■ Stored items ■
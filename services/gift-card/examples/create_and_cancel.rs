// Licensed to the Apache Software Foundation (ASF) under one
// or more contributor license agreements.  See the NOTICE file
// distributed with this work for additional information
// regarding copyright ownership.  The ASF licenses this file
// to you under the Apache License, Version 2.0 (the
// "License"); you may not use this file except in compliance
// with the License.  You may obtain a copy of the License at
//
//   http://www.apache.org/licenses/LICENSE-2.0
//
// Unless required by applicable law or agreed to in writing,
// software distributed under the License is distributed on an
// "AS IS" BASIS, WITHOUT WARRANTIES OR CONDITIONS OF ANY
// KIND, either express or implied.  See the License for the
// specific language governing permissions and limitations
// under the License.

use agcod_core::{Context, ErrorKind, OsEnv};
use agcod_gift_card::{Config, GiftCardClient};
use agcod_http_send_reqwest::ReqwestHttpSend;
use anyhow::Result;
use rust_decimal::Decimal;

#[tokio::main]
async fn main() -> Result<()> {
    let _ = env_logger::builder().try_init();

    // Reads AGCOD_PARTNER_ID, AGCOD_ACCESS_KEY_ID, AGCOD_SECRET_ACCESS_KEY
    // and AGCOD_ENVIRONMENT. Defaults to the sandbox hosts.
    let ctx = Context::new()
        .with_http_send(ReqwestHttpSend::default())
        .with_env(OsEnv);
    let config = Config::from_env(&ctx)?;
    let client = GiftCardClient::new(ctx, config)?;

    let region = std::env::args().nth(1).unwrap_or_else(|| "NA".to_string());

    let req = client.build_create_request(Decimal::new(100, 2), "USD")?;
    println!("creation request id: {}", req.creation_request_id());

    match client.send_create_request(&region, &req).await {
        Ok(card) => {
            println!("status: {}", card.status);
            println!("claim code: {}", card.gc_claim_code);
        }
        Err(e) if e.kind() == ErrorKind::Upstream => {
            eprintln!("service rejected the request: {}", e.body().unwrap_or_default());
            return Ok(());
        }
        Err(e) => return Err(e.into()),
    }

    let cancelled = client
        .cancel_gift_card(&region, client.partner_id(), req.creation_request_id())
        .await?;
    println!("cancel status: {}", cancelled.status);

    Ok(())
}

■ WHAT YOU ARE ASKED TO DO ■
Each line in the entries above that includes the word "cancelled" counts once; state the total and nothing else.

■ SOLVED PROBLEM ■
2